■ **Work order**
Copy out every line of the data where the word "Everything" is found.
%%
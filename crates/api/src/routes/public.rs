//! Read-only endpoints for the public site. Everything here returns live
//! records only, localized into the requested language.

use axum::extract::{FromRequestParts, Path, Query, State};
use axum::http::header::ACCEPT_LANGUAGE;
use axum::http::request::Parts;
use axum::routing::get;
use axum::{Json, Router};
use chrono::Utc;
use serde::{Deserialize, Serialize};
use tokatsu_core::bilingual::{Language, Localize};
use tokatsu_core::company::{CompanyView, ThemeColors};
use tokatsu_core::entity::announcement::AnnouncementView;
use tokatsu_core::entity::blog_post::BlogPostView;
use tokatsu_core::entity::faq::FaqView;
use tokatsu_core::entity::page_section::PageSectionView;
use tokatsu_core::entity::seo_setting::SeoView;
use tokatsu_core::entity::service::ServiceView;
use tokatsu_core::entity::{Announcement, BlogPost, Entity, Faq, PageSection, Service};
use tokatsu_core::record::RecordId;
use tokatsu_core::{ContentError, ContentResult};

use crate::error::{ApiError, ApiResult};
use crate::state::AppState;

/// Blog posts shown on the home page.
const HOME_BLOG_POSTS: usize = 3;
const HOME_PAGE_KEY: &str = "home";

pub fn routes() -> Router<AppState> {
    Router::new()
        .route("/home", get(home))
        .route("/blog", get(blog_posts))
        .route("/blog/{id}", get(blog_post))
        .route("/services", get(live_list::<Service>))
        .route("/faqs", get(live_list::<Faq>))
        .route("/announcements", get(live_list::<Announcement>))
        .route("/sections", get(live_list::<PageSection>))
        .route("/seo/{page_key}", get(seo))
        .route("/company", get(company))
}

/// Display language for a request: `?lang=` wins, then `Accept-Language`,
/// then Japanese.
#[derive(Debug, Clone, Copy, Default)]
pub struct Lang(pub Language);

#[derive(Debug, Deserialize)]
struct LangQuery {
    lang: Option<String>,
}

impl<S: Send + Sync> FromRequestParts<S> for Lang {
    type Rejection = ApiError;

    async fn from_request_parts(parts: &mut Parts, _state: &S) -> Result<Self, Self::Rejection> {
        let query = Query::<LangQuery>::try_from_uri(&parts.uri)
            .map_err(|e| ApiError::BadRequest(e.body_text()))?;
        if let Some(code) = query.0.lang.as_deref() {
            let lang = code
                .parse()
                .map_err(|e: tokatsu_core::bilingual::UnknownLanguage| {
                    ApiError::BadRequest(e.to_string())
                })?;
            return Ok(Lang(lang));
        }

        let lang = parts
            .headers
            .get(ACCEPT_LANGUAGE)
            .and_then(|v| v.to_str().ok())
            .map(Language::from_accept_language)
            .unwrap_or_default();
        Ok(Lang(lang))
    }
}

fn localized<E: Localize>(records: &[E], lang: Language) -> Vec<E::View> {
    records.iter().map(|r| r.localize(lang)).collect()
}

/// `NotFound` becomes `None`; other errors pass through.
fn optional<T>(result: ContentResult<T>) -> ContentResult<Option<T>> {
    match result {
        Ok(value) => Ok(Some(value)),
        Err(ContentError::NotFound { .. }) => Ok(None),
        Err(e) => Err(e),
    }
}

#[derive(Debug, Serialize)]
#[serde(rename_all = "camelCase")]
struct HomePage {
    lang: Language,
    html_lang: &'static str,
    theme: ThemeColors,
    company: Option<CompanyView>,
    announcements: Vec<AnnouncementView>,
    sections: Vec<PageSectionView>,
    services: Vec<ServiceView>,
    faqs: Vec<FaqView>,
    blog_posts: Vec<BlogPostView>,
    seo: Option<SeoView>,
}

/// GET /api/home
///
/// Everything the home page renders in one payload.
async fn home(State(state): State<AppState>, Lang(lang): Lang) -> ApiResult<Json<HomePage>> {
    let content = state.content();
    let now = Utc::now();

    let page = HomePage {
        lang,
        html_lang: lang.html_lang(),
        theme: state.company().theme().await?,
        company: state.company().public_view(lang).await?,
        announcements: localized(&content.public::<Announcement>(now).await?, lang),
        sections: localized(&content.public::<PageSection>(now).await?, lang),
        services: localized(&content.public::<Service>(now).await?, lang),
        faqs: localized(&content.public::<Faq>(now).await?, lang),
        blog_posts: localized(
            &content.public_blog_posts(now, Some(HOME_BLOG_POSTS)).await?,
            lang,
        ),
        seo: optional(content.public_seo(HOME_PAGE_KEY, now).await)?.map(|s| s.localize(lang)),
    };
    Ok(Json(page))
}

/// GET /api/{services,faqs,announcements,sections}
async fn live_list<E: Entity + Localize>(
    State(state): State<AppState>,
    Lang(lang): Lang,
) -> ApiResult<Json<Vec<E::View>>> {
    let records = state.content().public::<E>(Utc::now()).await?;
    Ok(Json(localized(&records, lang)))
}

#[derive(Debug, Deserialize)]
struct BlogQuery {
    limit: Option<usize>,
}

/// GET /api/blog?limit=
async fn blog_posts(
    State(state): State<AppState>,
    Lang(lang): Lang,
    Query(query): Query<BlogQuery>,
) -> ApiResult<Json<Vec<BlogPostView>>> {
    let posts = state
        .content()
        .public_blog_posts(Utc::now(), query.limit)
        .await?;
    Ok(Json(localized(&posts, lang)))
}

/// GET /api/blog/{id}
async fn blog_post(
    State(state): State<AppState>,
    Lang(lang): Lang,
    Path(id): Path<RecordId>,
) -> ApiResult<Json<BlogPostView>> {
    let post = state
        .content()
        .public_one::<BlogPost>(id, Utc::now())
        .await?;
    Ok(Json(post.localize(lang)))
}

/// GET /api/seo/{page_key}
async fn seo(
    State(state): State<AppState>,
    Lang(lang): Lang,
    Path(page_key): Path<String>,
) -> ApiResult<Json<SeoView>> {
    let setting = state.content().public_seo(&page_key, Utc::now()).await?;
    Ok(Json(setting.localize(lang)))
}

/// GET /api/company
async fn company(State(state): State<AppState>, Lang(lang): Lang) -> ApiResult<Json<CompanyView>> {
    state
        .company()
        .public_view(lang)
        .await?
        .map(Json)
        .ok_or_else(|| ApiError::NotFound("company info has not been set up".into()))
}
%%
■ **Written answer**
//! Read-only endpoints for the public site. Everything here returns live
/// Everything the home page renders in one payload.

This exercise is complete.